[Saved entries]

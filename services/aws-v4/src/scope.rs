use std::fmt::{Display, Formatter};

use chunksign_core::time::{format_date, format_iso8601, DateTime};

use crate::constants::AWS4_REQUEST;

/// CredentialScope binds a signature to a day, a region and a service.
///
/// It is built once per signing operation from the effective signing time
/// and never changes afterwards.
#[derive(Debug, Clone, PartialEq, Eq)]
pub struct CredentialScope {
    region: String,
    service: String,
    date: String,
    instant: DateTime,
}

impl CredentialScope {
    /// Create a new scope at the given instant.
    pub fn new(region: &str, service: &str, instant: DateTime) -> Self {
        Self {
            region: region.to_string(),
            service: service.to_string(),
            date: format_date(instant),
            instant,
        }
    }

    /// Region of this scope.
    pub fn region(&self) -> &str {
        &self.region
    }

    /// Service of this scope.
    pub fn service(&self) -> &str {
        &self.service
    }

    /// Date in `YYYYMMDD`, drives key derivation and key cache validity.
    pub fn date(&self) -> &str {
        &self.date
    }

    /// The signing instant.
    pub fn instant(&self) -> DateTime {
        self.instant
    }

    /// The signing instant in `yyyyMMdd'T'HHmmss'Z'`.
    pub fn datetime(&self) -> String {
        format_iso8601(self.instant)
    }

    /// Scope used by SigV4a, the region travels in `x-amz-region-set` instead.
    ///
    /// `20220313/s3/aws4_request`
    pub fn to_asymmetric_string(&self) -> String {
        format!("{}/{}/{}", self.date, self.service, AWS4_REQUEST)
    }
}

/// `20220313/us-east-1/s3/aws4_request`
impl Display for CredentialScope {
    fn fmt(&self, f: &mut Formatter<'_>) -> std::fmt::Result {
        write!(
            f,
            "{}/{}/{}/{}",
            self.date, self.region, self.service, AWS4_REQUEST
        )
    }
}

#[cfg(test)]
mod tests {
    use super::*;
    use chrono::{TimeZone, Utc};

    #[test]
    fn test_scope_strings() {
        let t = Utc
            .with_ymd_and_hms(2022, 3, 13, 7, 20, 4)
            .single()
            .expect("must be valid");
        let scope = CredentialScope::new("us-east-1", "s3", t);

        assert_eq!(scope.date(), "20220313");
        assert_eq!(scope.datetime(), "20220313T072004Z");
        assert_eq!(scope.to_string(), "20220313/us-east-1/s3/aws4_request");
        assert_eq!(scope.to_asymmetric_string(), "20220313/s3/aws4_request");
    }
}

ASSIGNED TASK >>
Where a line above contains the string "east", tally it, then give the number alone.

SOLUTION TO THIS EXERCISE >>
3